Mahalle’deki onlarca konaktan biri olan Şenpekmezci Konağı bugün hüzzam makamında bir gün geçiriyor.

Konağın şu andaki sakini, ud ve keman ustası Ünal Şenpekmezci neredeyse tüm ömrünü Atatürk’ün de nüfusuna kayıtlı olduğu Bey mahallesinde ve bu konakta geçirmiş.

O, çok az bulunan bir meslek dalını sürdürüyor, ekmek parasını el emeği ve sanatçı ruhuyla kazanıyor. İmal ettiği ud ve kemanları ustalık seviyesinde çalabiliyor.

Eğer Bey mahallesinde içli bir ud veya keman sesi duyarsanız bilin ki Ünal Şenpekmezci’nin evinden geliyor o ses.

“Musiki adamı âdem eder”

Şenpekmezci, müziğe çok anlam yüklüyor.

Müziği “adamı âdem eder” şeklinde tanımlıyor:

Musiki, tarifleri var. İnsan ahlâkını tasfiye eden ilmî şeriftir. İnsan nefis denilen bir kabukla kaplıdır.
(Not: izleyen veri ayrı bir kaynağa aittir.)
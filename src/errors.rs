//! Error kinds surfaced by the metadata engine.
//!
//! Every operation in the core returns one of these kinds; the dispatcher
//! maps them onto the bridge's errno surface just before replying.

use std::fmt;
use std::io;

use fuser::Errno;
use log::error;

/// Result alias used throughout the crate.
pub type FsResult<T> = Result<T, FsError>;

/// Error kinds produced by the filesystem core.
#[derive(Debug, Clone, Copy, PartialEq, Eq)]
pub enum FsError {
    /// A path component does not exist.
    NotFound,
    /// Traversal descended through a regular file.
    NotDirectory,
    /// A file operation was applied to a directory (or vice versa).
    IsDirectory,
    /// Insert with a name already present in the parent.
    Exists,
    /// rmdir of a directory that still has children.
    NotEmpty,
    /// Node arena, string table, or block pool is full.
    NoSpace,
    /// Path too long, name too long, or an out-of-range argument.
    InvalidArgument,
    /// WAL write failed, region attach failed, or another I/O fault.
    Io,
    /// Mutation attempted while the filesystem is degraded to read-only.
    ReadOnly,
    /// Rename across directories, which this filesystem does not support.
    CrossDevice,
}

impl fmt::Display for FsError {
    fn fmt(&self, f: &mut fmt::Formatter<'_>) -> fmt::Result {
        let msg = match self {
            FsError::NotFound => "no such file or directory",
            FsError::NotDirectory => "not a directory",
            FsError::IsDirectory => "is a directory",
            FsError::Exists => "file exists",
            FsError::NotEmpty => "directory not empty",
            FsError::NoSpace => "no space left in region",
            FsError::InvalidArgument => "invalid argument",
            FsError::Io => "input/output error",
            FsError::ReadOnly => "read-only file system",
            FsError::CrossDevice => "cross-directory rename not supported",
        };
        f.write_str(msg)
    }
}

impl std::error::Error for FsError {}

impl From<FsError> for Errno {
    fn from(err: FsError) -> Errno {
        match err {
            FsError::NotFound => Errno::ENOENT,
            FsError::NotDirectory => Errno::ENOTDIR,
            FsError::IsDirectory => Errno::EISDIR,
            FsError::Exists => Errno::EEXIST,
            FsError::NotEmpty => Errno::ENOTEMPTY,
            FsError::NoSpace => Errno::ENOSPC,
            FsError::InvalidArgument => Errno::EINVAL,
            FsError::Io => Errno::EIO,
            FsError::ReadOnly => Errno::EROFS,
            FsError::CrossDevice => Errno::EXDEV,
        }
    }
}

impl From<io::Error> for FsError {
    fn from(err: io::Error) -> FsError {
        // The io::Error carries detail the enum cannot; keep it in the log.
        error!("I/O failure: {err}");
        FsError::Io
    }
}

#[cfg(test)]
mod tests {
    use super::*;

    #[test]
    fn errno_mapping() {
        assert_eq!(i32::from(Errno::from(FsError::NotFound)), i32::from(Errno::ENOENT));
        assert_eq!(i32::from(Errno::from(FsError::NoSpace)), i32::from(Errno::ENOSPC));
        assert_eq!(i32::from(Errno::from(FsError::CrossDevice)), i32::from(Errno::EXDEV));
    }
}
Musiki, doğan kuşu gibi gelerek o kabuğu yırtar, adamı âdem eder. Müzikte yüksek seviyede aşk vardır, yüksek seviyede ahlâk vardır. Daha ne güzel, daha ne olsun. Sorumluluk duygusu, yüksek sorumluluk duygusu. Bir de insanı dinlendiriyor.

İmalat merakı 1970’te başlamış

Ünal Şenpekmezci’nin enstrüman imalat merakı 1970’te başlamış. Pek çok enstrüman ustası ürettikleri enstrümanları çalamazken o hem çalıyor hem de üretiyor. Ancak tevazuu da elden bırakmıyor. Musiki dünyasının geniş olduğunu, çalıyorum demeye çekindiğini, çalabilmesine rağmen gerçek virtüözlerden bir adım geride durduğunu Hamamîzâde Dede Efendi’nin şu sözleriyle ifade ediyor: “Hamamîzâde Dede’ye sormuşlar ki deha bir adam, ‘Musiki bir deniz, okyanus. Ben ayağımı çemledim daha yeni giriyorum’ demiş.”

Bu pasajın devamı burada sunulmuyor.